◆ RECORDS:
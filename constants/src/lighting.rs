use bevy::math::Vec3;

/// Illuminance (lux) a directional light of intensity 1.0 produces.
pub const DIRECTIONAL_LUX_PER_INTENSITY: f32 = 10_000.0;

/// Ambient brightness a fill of intensity 1.0 produces.
pub const AMBIENT_BRIGHTNESS_PER_INTENSITY: f32 = 500.0;

/// A directional light aimed at the origin from `position`.
#[derive(Debug, Clone, Copy, PartialEq)]
pub struct DirectionalLightSpec {
    pub name: &'static str,
    /// 0xRRGGBB
    pub colour: u32,
    pub intensity: f32,
    pub position: Vec3,
    pub casts_shadows: bool,
}

/// Soft white fill.
pub const AMBIENT_COLOUR: u32 = 0xffffff;
pub const AMBIENT_INTENSITY: f32 = 0.55;

/// Key light as shipped: zero intensity, near-black colour, placed at the
/// origin so it has no direction. Kept as-is pending product review.
pub const KEY_LIGHT: DirectionalLightSpec = DirectionalLightSpec {
    name: "KeyLight",
    colour: 0x00000f,
    intensity: 0.0,
    position: Vec3::ZERO,
    casts_shadows: true,
};

/// Rim light for edges.
pub const RIM_LIGHT: DirectionalLightSpec = DirectionalLightSpec {
    name: "RimLight",
    colour: 0xffffff,
    intensity: 0.4,
    position: Vec3::new(-10.0, 6.0, -4.0),
    casts_shadows: false,
};

/// Bounce light from below the floor.
pub const BOUNCE_LIGHT: DirectionalLightSpec = DirectionalLightSpec {
    name: "BounceLight",
    colour: 0xffffff,
    intensity: 0.9,
    position: Vec3::new(0.0, -5.0, 0.0),
    casts_shadows: false,
};

pub const STUDIO_LIGHTS: [DirectionalLightSpec; 3] = [KEY_LIGHT, RIM_LIGHT, BOUNCE_LIGHT];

◆ AIM OF THE EXERCISE:
Copy out all of the records verbatim.

◆ ANSWER FOR THE TASK:
filename constants/src/lighting.rs
use bevy::math::Vec3;

/// Illuminance (lux) a directional light of intensity 1.0 produces.
pub const DIRECTIONAL_LUX_PER_INTENSITY: f32 = 10_000.0;

/// Ambient brightness a fill of intensity 1.0 produces.
pub const AMBIENT_BRIGHTNESS_PER_INTENSITY: f32 = 500.0;

/// A directional light aimed at the origin from `position`.
#[derive(Debug, Clone, Copy, PartialEq)]
pub struct DirectionalLightSpec {
    pub name: &'static str,
    /// 0xRRGGBB
    pub colour: u32,
    pub intensity: f32,
    pub position: Vec3,
    pub casts_shadows: bool,
}

/// Soft white fill.
pub const AMBIENT_COLOUR: u32 = 0xffffff;
pub const AMBIENT_INTENSITY: f32 = 0.55;

/// Key light as shipped: zero intensity, near-black colour, placed at the
/// origin so it has no direction. Kept as-is pending product review.
pub const KEY_LIGHT: DirectionalLightSpec = DirectionalLightSpec {
    name: "KeyLight",
    colour: 0x00000f,
    intensity: 0.0,
    position: Vec3::ZERO,
    casts_shadows: true,
};

/// Rim light for edges.
pub const RIM_LIGHT: DirectionalLightSpec = DirectionalLightSpec {
    name: "RimLight",
    colour: 0xffffff,
    intensity: 0.4,
    position: Vec3::new(-10.0, 6.0, -4.0),
    casts_shadows: false,
};

/// Bounce light from below the floor.
pub const BOUNCE_LIGHT: DirectionalLightSpec = DirectionalLightSpec {
    name: "BounceLight",
    colour: 0xffffff,
    intensity: 0.9,
    position: Vec3::new(0.0, -5.0, 0.0),
    casts_shadows: false,
};

pub const STUDIO_LIGHTS: [DirectionalLightSpec; 3] = [KEY_LIGHT, RIM_LIGHT, BOUNCE_LIGHT];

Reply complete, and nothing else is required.